* Action item *
Where does the word "conditions" occur in the entries below? Copy every line that has it.
*** Opening of Records supplied ***
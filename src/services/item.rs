//! Item service: list, create, merge-update, and delete for dashboard items.
//!
//! One parameterized implementation backs both the JSON endpoints and the
//! server-rendered items table.

use chrono::Utc;
use serde::Deserialize;
use sqlx::PgPool;
use uuid::Uuid;

use crate::errors::AppError;
use crate::models::item::{
    CreateItem, DeletedItem, Item, UpdateItem, UpdatedItem, DEFAULT_STATUS,
};
use crate::models::pagination::{Paged, Pagination};

/// Filters for listing items.
#[derive(Debug, Clone, Deserialize, Default)]
pub struct ItemFilters {
    pub status: Option<String>,
    pub search: Option<String>,
}

impl ItemFilters {
    /// Status predicate; `all` (any case) and blank mean no filter.
    pub fn effective_status(&self) -> Option<&str> {
        self.status
            .as_deref()
            .map(str::trim)
            .filter(|s| !s.is_empty() && !s.eq_ignore_ascii_case("all"))
    }

    /// Search term; blank means no filter.
    pub fn effective_search(&self) -> Option<&str> {
        self.search
            .as_deref()
            .map(str::trim)
            .filter(|s| !s.is_empty())
    }
}

/// List items with filters and offset pagination, newest first.
///
/// The total is counted with the same predicate as the page, so pagination
/// metadata stays consistent while filters are active.
pub async fn list(
    pool: &PgPool,
    filters: &ItemFilters,
    pagination: &Pagination,
) -> Result<Paged<Item>, AppError> {
    let mut conditions: Vec<String> = Vec::new();
    let mut param_index = 0u32;

    if filters.effective_status().is_some() {
        param_index += 1;
        conditions.push(format!("status = ${param_index}"));
    }
    if filters.effective_search().is_some() {
        param_index += 1;
        conditions.push(format!("title ILIKE ${param_index}"));
    }

    let where_clause = if conditions.is_empty() {
        String::new()
    } else {
        format!("WHERE {}", conditions.join(" AND "))
    };

    let count_sql = format!("SELECT COUNT(*) FROM items {where_clause}");
    let data_sql = format!(
        "SELECT id, title, description, status, assigned_to, date, updated_at \
         FROM items {where_clause} ORDER BY date DESC LIMIT {} OFFSET {}",
        pagination.limit(),
        pagination.offset()
    );

    let mut count_query = sqlx::query_scalar::<_, i64>(&count_sql);
    let mut data_query = sqlx::query_as::<_, Item>(&data_sql);

    // Bind parameters in the same order for both queries
    macro_rules! bind_both {
        ($val:expr) => {
            count_query = count_query.bind($val);
            data_query = data_query.bind($val);
        };
    }

    if let Some(status) = filters.effective_status() {
        bind_both!(status);
    }
    if let Some(search) = filters.effective_search() {
        let pattern = format!("%{search}%");
        count_query = count_query.bind(pattern.clone());
        data_query = data_query.bind(pattern);
    }

    let total = count_query.fetch_one(pool).await?;
    let items = data_query.fetch_all(pool).await?;

    Ok(Paged::new(items, total, pagination))
}

/// Create an item. `title` is required; `status` defaults to `pending` and
/// the creation timestamp is assigned by the store.
pub async fn create(pool: &PgPool, input: &CreateItem) -> Result<Item, AppError> {
    let title = match input.title.as_deref().map(str::trim) {
        Some(t) if !t.is_empty() => t,
        _ => return Err(AppError::Validation("Title is required".to_string())),
    };

    let item = sqlx::query_as::<_, Item>(
        "INSERT INTO items (title, description, status, assigned_to) \
         VALUES ($1, $2, $3, $4) RETURNING *",
    )
    .bind(title)
    .bind(&input.description)
    .bind(input.status.as_deref().unwrap_or(DEFAULT_STATUS))
    .bind(&input.assigned_to)
    .fetch_one(pool)
    .await?;

    Ok(item)
}

/// Merge the supplied fields into an item and stamp `updatedAt`.
///
/// Existence is intentionally not checked: updating a missing id runs the
/// statement against zero rows and still reports success. The response
/// echoes the submitted fields, not the post-merge record.
pub async fn update(pool: &PgPool, input: &UpdateItem) -> Result<UpdatedItem, AppError> {
    let id = input
        .id
        .ok_or_else(|| AppError::Validation("ID is required".to_string()))?;

    let updated_at = Utc::now();

    sqlx::query(
        "UPDATE items SET \
            title = COALESCE($2, title), \
            description = COALESCE($3, description), \
            status = COALESCE($4, status), \
            assigned_to = COALESCE($5, assigned_to), \
            updated_at = $6 \
         WHERE id = $1",
    )
    .bind(id)
    .bind(&input.title)
    .bind(&input.description)
    .bind(&input.status)
    .bind(&input.assigned_to)
    .bind(updated_at)
    .execute(pool)
    .await?;

    Ok(UpdatedItem {
        id,
        title: input.title.clone(),
        description: input.description.clone(),
        status: input.status.clone(),
        assigned_to: input.assigned_to.clone(),
        updated_at,
    })
}

/// Delete an item unconditionally. Deleting a nonexistent id is not an error.
pub async fn delete(pool: &PgPool, id: Uuid) -> Result<DeletedItem, AppError> {
    sqlx::query("DELETE FROM items WHERE id = $1")
        .bind(id)
        .execute(pool)
        .await?;

    Ok(DeletedItem { success: true, id })
}

#[cfg(test)]
mod tests {
    use super::*;

    #[test]
    fn status_all_means_no_filter() {
        let filters = ItemFilters {
            status: Some("all".to_string()),
            search: None,
        };
        assert_eq!(filters.effective_status(), None);

        let filters = ItemFilters {
            status: Some("All".to_string()),
            search: None,
        };
        assert_eq!(filters.effective_status(), None);
    }

    #[test]
    fn status_exact_value_filters() {
        let filters = ItemFilters {
            status: Some("completed".to_string()),
            search: None,
        };
        assert_eq!(filters.effective_status(), Some("completed"));
    }

    #[test]
    fn blank_filters_are_ignored() {
        let filters = ItemFilters {
            status: Some("  ".to_string()),
            search: Some(String::new()),
        };
        assert_eq!(filters.effective_status(), None);
        assert_eq!(filters.effective_search(), None);
    }

    #[test]
    fn search_term_is_trimmed() {
        let filters = ItemFilters {
            status: None,
            search: Some(" release ".to_string()),
        };
        assert_eq!(filters.effective_search(), Some("release"));
    }
}
//! Server-rendered pages backed by the same services as the JSON API.

use askama::Template;
use askama_web::WebTemplate;
use axum::extract::{Query, State};
use serde::Deserialize;

use crate::models::activity::ActivityEvent;
use crate::models::item::Item;
use crate::models::pagination::{PageMeta, Pagination};
use crate::services::dashboard;
use crate::services::item::{self as item_service, ItemFilters};
use crate::AppState;

/// Query parameters accepted by the dashboard page.
#[derive(Debug, Clone, Default, Deserialize)]
pub struct PageParams {
    pub status: Option<String>,
    pub search: Option<String>,
    pub page: Option<i64>,
}

/// Template for the dashboard page: stat tiles, recent-activity feed, and
/// the filterable, paginated items table.
#[derive(Template, WebTemplate)]
#[template(path = "dashboard.html")]
pub struct DashboardTemplate {
    pub view: Option<DashboardView>,
    pub error: Option<String>,
}

/// Everything the dashboard template renders on success.
pub struct DashboardView {
    pub stats: dashboard::DashboardStats,
    pub recent_activity: Vec<ActivityEvent>,
    pub items: Vec<Item>,
    pub pagination: PageMeta,
    pub status_filter: String,
    pub search: String,
}

/// GET / — render the dashboard page.
pub async fn dashboard(
    State(state): State<AppState>,
    Query(params): Query<PageParams>,
) -> DashboardTemplate {
    let filters = ItemFilters {
        status: params.status.clone(),
        search: params.search.clone(),
    };
    let pagination = Pagination {
        page: params.page,
        limit: None,
    };

    let result = tokio::try_join!(
        dashboard::get_stats(&state.db),
        item_service::list(&state.db, &filters, &pagination),
    );

    match result {
        Ok((data, page)) => DashboardTemplate {
            view: Some(DashboardView {
                stats: data.stats,
                recent_activity: data.recent_activity,
                items: page.items,
                pagination: page.pagination,
                status_filter: params.status.unwrap_or_else(|| "all".to_string()),
                search: params.search.unwrap_or_default(),
            }),
            error: None,
        },
        Err(e) => {
            tracing::error!(error = %e, "Failed to load dashboard page");
            DashboardTemplate {
                view: None,
                error: Some("Failed to load dashboard data".to_string()),
            }
        }
    }
}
*** Close of Records supplied ***
* Response area *
    let mut conditions: Vec<String> = Vec::new();
        conditions.push(format!("status = ${param_index}"));
        conditions.push(format!("title ILIKE ${param_index}"));
    let where_clause = if conditions.is_empty() {
        format!("WHERE {}", conditions.join(" AND "))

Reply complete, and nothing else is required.